} I言語が出来るまでの経緯



◎私はコンピューターで生産管理システムをCOBOLと呼ぶ言語を使って、開発と維持を行っていました。
◎情報処理システム開発、特にプログラミングは非常に面倒であると感じていました。
◎面倒な事は目の前にあるコンピューターにやらせれば良いと考え、何とかしたいと考えていました。
◎どうすれば何とかなるのか分からないので、取り合えず現物のプログラムを眺めていました。
◎まず最初に思いついた事は、2個の少し仕様の異なるプログラムではプログラムはほとんど同じである事でした。
◎そこで、この同じ箇所はプログラムしないでコンピューターに作らせる事を考えました。
◎そうするためには、新たな言語を作る必要が出てきたので、COBOLの先頭にINSTANTのIを付けてICOBOLと命名し、COBOLを開発言語として開発を開始しました。
◎まずは、規約を作り、極力自動でプログラムが出来るように考えました。
◎IDENTIFICATION DIVISONはプログラム名が異なりましたが、記憶するモジュール名(メンバー名)と同じとする事でコーディング無しとしました。
◎ENVIRONMENT DIVISONは同じマシンのためINPUT-OUTPUT SECTION以外は同じでコーディング不要としました。
◎INPUT-OUTPUT SECTIONはデバイス名は入力(2個までトランザクション用とマスター用)、出力、入出力、印刷、の区別が出来る命名規約を作り、ファイル名はデバイス名からの自動設定で、プログラム上はどのデバイス名を使用するかを指定する仕様としました。
◎DATA DIVISIONはレコード名はファイル名から決定、ブロックサイズもレコード長からの自動計算としました。

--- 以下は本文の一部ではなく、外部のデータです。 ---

//! CLI argument definitions.

use clap::{Parser, Subcommand};

use casedesk::config::{API_URL_ENV, TIMEOUT_ENV};

use crate::commands::{
    cases::CasesCommand, documents::DocumentsCommand, events::EventsCommand, login::LoginArgs,
    persons::PersonsCommand, search::SearchArgs,
};

/// Command-line client for the CaseDesk case-management API.
#[derive(Parser, Debug)]
#[command(name = "casedesk")]
#[command(author, version = env!("CASEDESK_VERSION"), about, long_about = None)]
pub struct Cli {
    /// Increase verbosity (-v, -vv, -vvv)
    #[arg(short, long, action = clap::ArgAction::Count, global = true)]
    pub verbose: u8,

    /// Output logs as JSON
    #[arg(long, global = true)]
    pub json_logs: bool,

    /// Backend base URL
    #[arg(long, env = API_URL_ENV, global = true)]
    pub api_url: Option<String>,

    /// Per-request timeout in seconds
    #[arg(long, env = TIMEOUT_ENV, global = true, value_parser = clap::value_parser!(u64).range(1..))]
    pub timeout: Option<u64>,

    #[command(subcommand)]
    pub command: Commands,
}

#[derive(Subcommand, Debug)]
pub enum Commands {
    /// Sign in and store the session
    Login(LoginArgs),

    /// Sign out and forget the stored session
    Logout,

    /// Display the signed-in user
    Whoami {
        /// Print the profile as JSON
        #[arg(long)]
        json: bool,
    },

    /// Exchange the refresh token for a new access token
    RefreshToken,

    /// Case operations
    Cases(CasesCommand),

    /// Document operations
    Documents(DocumentsCommand),

    /// Person operations
    Persons(PersonsCommand),

    /// Calendar and upcoming events
    Events(EventsCommand),

    /// Search cases, persons, documents and legal acts
    Search(SearchArgs),

    /// Case statistics
    Stats {
        /// Print the statistics as JSON
        #[arg(long)]
        json: bool,
    },
}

◎PROCEDURE DIVISIONはファイルのOPEN、CLOSE、READ WRITE,繰り返し処理の基本フローは全て自動で作る事としました。
◎ただし、その時点では、どのような文法で実現すれば良いのか全く見当もつきませんでした。
◎初心に帰って、なぜ、面倒なのか再度自問自答していました。
◎COBOLではDATA DIVISINでデータ名を定義し、PROCEDURE DIVISIONでデータ名を使用します。データ部と手続き部が分かれている事がCOBOLの利点と言われていましたが、面倒と言う意味では最低でも2箇所にデータ名が登場する事は、面倒であると感じました。
◎そこで考えた事は、手続き部でデータ定義を含めたコーディングが出来るようにする事でした。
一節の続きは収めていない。